AVATAR IV — Between Pattern and Pulse
This piece sits in a space I’m still trying to understand.
The background borrows from Kente — a traditional Ghanaian woven cloth, built through strips, patterns, and color codes. It’s not just fabric. It’s a language. Each block carries meaning. Each color speaks. It has always held stories, identity, and memory long before I could fully read it.
But here, it begins to shift.
The grid loosens. The structure stretches. It starts to behave differently… almost like it’s learning a new accent.
Because now there’s another influence pressing in — pop culture, speed, saturation, the loudness of the U.S. The colors don’t sit quietly. They compete. They flash. They interrupt.
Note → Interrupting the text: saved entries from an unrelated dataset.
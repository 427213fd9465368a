// Adaptation Configuration
//
// JSON configuration for the whole adaptation core. Every field has a
// default so an empty object is a valid config.

use std::path::{Path, PathBuf};
use std::time::Duration;

use serde::{Deserialize, Serialize};

use crate::policy::{FailedBatchPolicy, PolicyConfig};

#[derive(Debug, thiserror::Error)]
pub enum ConfigError {
    #[error("cannot read config {path}: {source}")]
    Read {
        path: PathBuf,
        source: std::io::Error,
    },

    #[error("malformed config: {0}")]
    Parse(#[from] serde_json::Error),
}

#[derive(Debug, Clone, PartialEq, Eq, Serialize, Deserialize)]
#[serde(deny_unknown_fields)]
pub struct AdaptationConfig {
    #[serde(default = "default_base_model")]
    pub base_model_id: String,

    #[serde(default = "default_device")]
    pub device: String,

    #[serde(default)]
    pub policy: PolicyConfig,

    /// Training runs longer than this are cancelled and count as failed.
    #[serde(default)]
    pub training_timeout_secs: Option<u64>,

    #[serde(default)]
    pub on_failure: FailedBatchPolicy,

    /// JSON Lines file mirroring every accepted correction.
    #[serde(default)]
    pub feedback_journal: Option<PathBuf>,

    /// Directory adapter storage references must exist under.
    /// Without it, references are treated as opaque.
    #[serde(default)]
    pub artifact_root: Option<PathBuf>,
}

fn default_base_model() -> String {
    "microsoft/phi-2".into()
}

fn default_device() -> String {
    "cpu".into()
}

impl Default for AdaptationConfig {
    fn default() -> Self {
        Self {
            base_model_id: default_base_model(),
            device: default_device(),
            policy: PolicyConfig::default_policy(),
            training_timeout_secs: None,
            on_failure: FailedBatchPolicy::default(),
            feedback_journal: None,
            artifact_root: None,
        }
    }
}

impl AdaptationConfig {
    pub fn from_json_str(data: &str) -> Result<Self, ConfigError> {
        Ok(serde_json::from_str(data)?)
    }

    pub fn from_path(path: impl AsRef<Path>) -> Result<Self, ConfigError> {
        let path = path.as_ref();
        let data = std::fs::read_to_string(path).map_err(|source| ConfigError::Read {
            path: path.to_path_buf(),
            source,
        })?;
        Self::from_json_str(&data)
    }

    pub fn training_timeout(&self) -> Option<Duration> {
        self.training_timeout_secs.map(Duration::from_secs)
    }
}
use std::fs;
use std::path::{Path, PathBuf};
use std::sync::Arc;
use std::time::Duration;

use anyhow::{Context, Result};
use clap::{Parser, Subcommand};
use serde::Serialize;
use tracing::info;
use tracing_subscriber::EnvFilter;

use adapt_kernel::config::AdaptationConfig;
use adapt_kernel::feedback::FeedbackItem;
use adapt_kernel::policy::should_trigger;
use adapt_kernel::runner::SimulatedRunner;
use adapt_kernel::{AdaptationOrchestrator, TriggerOutcome};

/// Feedback-driven adaptation CLI
#[derive(Parser, Debug)]
#[command(name = "adapt")]
#[command(about = "Feedback-driven adapter retraining (simulated runner)", long_about = None)]
#[command(version)]
struct Cli {
    /// Path to adaptation config JSON
    #[arg(long, global = true)]
    config: Option<PathBuf>,

    /// Enable debug logging
    #[arg(short, long, global = true)]
    verbose: bool,

    #[command(subcommand)]
    command: Commands,
}

#[derive(Subcommand, Debug)]
enum Commands {
    /// Replay a JSON Lines feedback file through the orchestrator
    Replay {
        /// One feedback object per line: prompt, original_completion, corrected_completion
        #[arg(long)]
        feedback: PathBuf,

        /// Simulated training time per cycle
        #[arg(long, default_value = "50")]
        train_delay_ms: u64,

        /// Make every simulated training run fail
        #[arg(long)]
        fail: bool,
    },

    /// Show whether a pool of the given size would trigger retraining
    Check {
        #[arg(long)]
        pool_size: usize,
    },

    /// Print the effective configuration
    Config,
}

#[derive(Debug, Serialize)]
struct CheckOutput {
    pool_size: usize,
    feedback_threshold: usize,
    triggers: bool,
}

#[tokio::main]
async fn main() -> Result<()> {
    let cli = Cli::parse();

    let filter = if cli.verbose {
        EnvFilter::new("debug")
    } else {
        EnvFilter::new("info")
    };
    tracing_subscriber::fmt()
        .with_env_filter(filter)
        .with_writer(std::io::stderr)
        .init();

    let config = match &cli.config {
        Some(path) => AdaptationConfig::from_path(path)?,
        None => AdaptationConfig::default(),
    };

    match cli.command {
        Commands::Replay {
            feedback,
            train_delay_ms,
            fail,
        } => replay(config, &feedback, Duration::from_millis(train_delay_ms), fail).await?,
        Commands::Check { pool_size } => {
            let threshold = config.policy.feedback_threshold;
            let output = CheckOutput {
                pool_size,
                feedback_threshold: threshold,
                triggers: should_trigger(pool_size, threshold),
            };
            println!("{}", serde_json::to_string_pretty(&output)?);
        }
        Commands::Config => println!("{}", serde_json::to_string_pretty(&config)?),
    }

    Ok(())
}

async fn replay(config: AdaptationConfig, feedback: &Path, delay: Duration, fail: bool) -> Result<()> {
    let runner = if fail {
        SimulatedRunner::failing(delay)
    } else {
        SimulatedRunner::new(delay)
    };

    let orchestrator = AdaptationOrchestrator::builder(Arc::new(runner))
        .config(config)
        .build()?;
    orchestrator.load_base_model().await?;

    let data = fs::read_to_string(feedback)
        .with_context(|| format!("cannot read feedback file {}", feedback.display()))?;

    for (line_no, line) in data.lines().enumerate() {
        if line.trim().is_empty() {
            continue;
        }
        let item: FeedbackItem = serde_json::from_str(line)
            .with_context(|| format!("line {}: malformed feedback", line_no + 1))?;

        match orchestrator.submit(item) {
            Ok(receipt) => {
                info!(line = line_no + 1, "{}", receipt.message());
                if let TriggerOutcome::Started(cycle) = receipt.outcome {
                    // Cycles run in the background; wait so the replay is deterministic.
                    let report = cycle.wait().await?;
                    info!(cycle = %report.cycle_id, outcome = ?report.outcome, "cycle finished");
                }
            }
            Err(err) => tracing::warn!(line = line_no + 1, error = %err, "feedback rejected"),
        }
    }

    orchestrator.wait_idle().await;
    let snapshot = orchestrator.status().snapshot();
    println!("{}", serde_json::to_string_pretty(&snapshot)?);

    Ok(())
}
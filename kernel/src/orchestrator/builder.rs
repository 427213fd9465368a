use std::sync::Arc;

use tokio::runtime::Handle;
use tokio::sync::Mutex as AsyncMutex;
use tokio_util::sync::CancellationToken;

use super::{AdaptationOrchestrator, OrchestratorHealth, Shared};
use crate::config::AdaptationConfig;
use crate::feedback::{FeedbackJournal, FeedbackPool, JournalError, JsonlJournal};
use crate::invariants::InvariantEngine;
use crate::log::AdaptationLog;
use crate::policy::AdaptationPolicy;
use crate::registry::{AdapterRegistry, ArtifactStore, LocalArtifactStore, OpaqueArtifactStore};
use crate::runner::TrainingJobRunner;
use crate::serving::{ModelLoader, ModelServingState, NoopModelLoader};

#[derive(Debug, thiserror::Error)]
pub enum BuildError {
    #[error("no tokio runtime available; build inside a runtime or pass a handle")]
    NoRuntime,

    #[error("cannot open feedback journal: {0}")]
    Journal(#[from] JournalError),
}

/// Wires the adaptation components together once at process start.
pub struct OrchestratorBuilder {
    config: AdaptationConfig,
    runner: Arc<dyn TrainingJobRunner>,
    loader: Arc<dyn ModelLoader>,
    artifacts: Option<Arc<dyn ArtifactStore>>,
    journal: Option<Arc<dyn FeedbackJournal>>,
    invariants: InvariantEngine,
    runtime: Option<Handle>,
}

impl OrchestratorBuilder {
    pub fn new(runner: Arc<dyn TrainingJobRunner>) -> Self {
        Self {
            config: AdaptationConfig::default(),
            runner,
            loader: Arc::new(NoopModelLoader),
            artifacts: None,
            journal: None,
            invariants: InvariantEngine::standard(),
            runtime: None,
        }
    }

    pub fn config(mut self, config: AdaptationConfig) -> Self {
        self.config = config;
        self
    }

    pub fn loader(mut self, loader: Arc<dyn ModelLoader>) -> Self {
        self.loader = loader;
        self
    }

    /// Overrides the store derived from `artifact_root`.
    pub fn artifact_store(mut self, artifacts: Arc<dyn ArtifactStore>) -> Self {
        self.artifacts = Some(artifacts);
        self
    }

    /// Overrides the journal derived from `feedback_journal`.
    pub fn journal(mut self, journal: Arc<dyn FeedbackJournal>) -> Self {
        self.journal = Some(journal);
        self
    }

    pub fn invariants(mut self, invariants: InvariantEngine) -> Self {
        self.invariants = invariants;
        self
    }

    pub fn runtime(mut self, runtime: Handle) -> Self {
        self.runtime = Some(runtime);
        self
    }

    pub fn build(self) -> Result<AdaptationOrchestrator, BuildError> {
        let runtime = match self.runtime {
            Some(handle) => handle,
            None => Handle::try_current().map_err(|_| BuildError::NoRuntime)?,
        };

        let journal = match (self.journal, &self.config.feedback_journal) {
            (Some(journal), _) => Some(journal),
            (None, Some(path)) => Some(Arc::new(JsonlJournal::open(path)?) as Arc<dyn FeedbackJournal>),
            (None, None) => None,
        };
        let pool = match journal {
            Some(journal) => FeedbackPool::with_journal(journal),
            None => FeedbackPool::new(),
        };

        let artifacts: Arc<dyn ArtifactStore> = match (self.artifacts, &self.config.artifact_root) {
            (Some(artifacts), _) => artifacts,
            (None, Some(root)) => Arc::new(LocalArtifactStore::new(root)),
            (None, None) => Arc::new(OpaqueArtifactStore),
        };

        let shared = Shared {
            pool: Arc::new(pool),
            policy: AdaptationPolicy::new(self.config.policy.clone()),
            registry: Arc::new(AdapterRegistry::new(artifacts)),
            serving: Arc::new(ModelServingState::new(
                self.config.base_model_id.clone(),
                self.config.device.clone(),
            )),
            log: Arc::new(AdaptationLog::new()),
            health: Arc::new(OrchestratorHealth::default()),
            runner: self.runner,
            loader: self.loader,
            invariants: self.invariants,
            job_slot: Arc::new(AsyncMutex::new(())),
            shutdown: CancellationToken::new(),
            training_timeout: self.config.training_timeout(),
            on_failure: self.config.on_failure,
            runtime,
        };

        Ok(AdaptationOrchestrator {
            shared: Arc::new(shared),
        })
    }
}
So what happens when a slow, intentional language of heritage meets a fast, expressive language of now?
The figures become the negotiation.
Their bodies hold texture, but their surfaces open into something else — almost cosmic, almost data-like. Not fixed. Not fully human. Not fully elsewhere. Just… in transition.
There’s intimacy here, but even that feels layered. Is it connection, or recognition? Are they seeing each other, or seeing themselves reflected through different systems?
Words appear in fragments — NYAME, LOVE, ART — like signals trying to stabilize meaning in a space that keeps shifting.
This work isn’t trying to resolve anything.
It’s asking:Can identity hold two visual languages at once… without losing itself?Or does it become something entirely new in the process?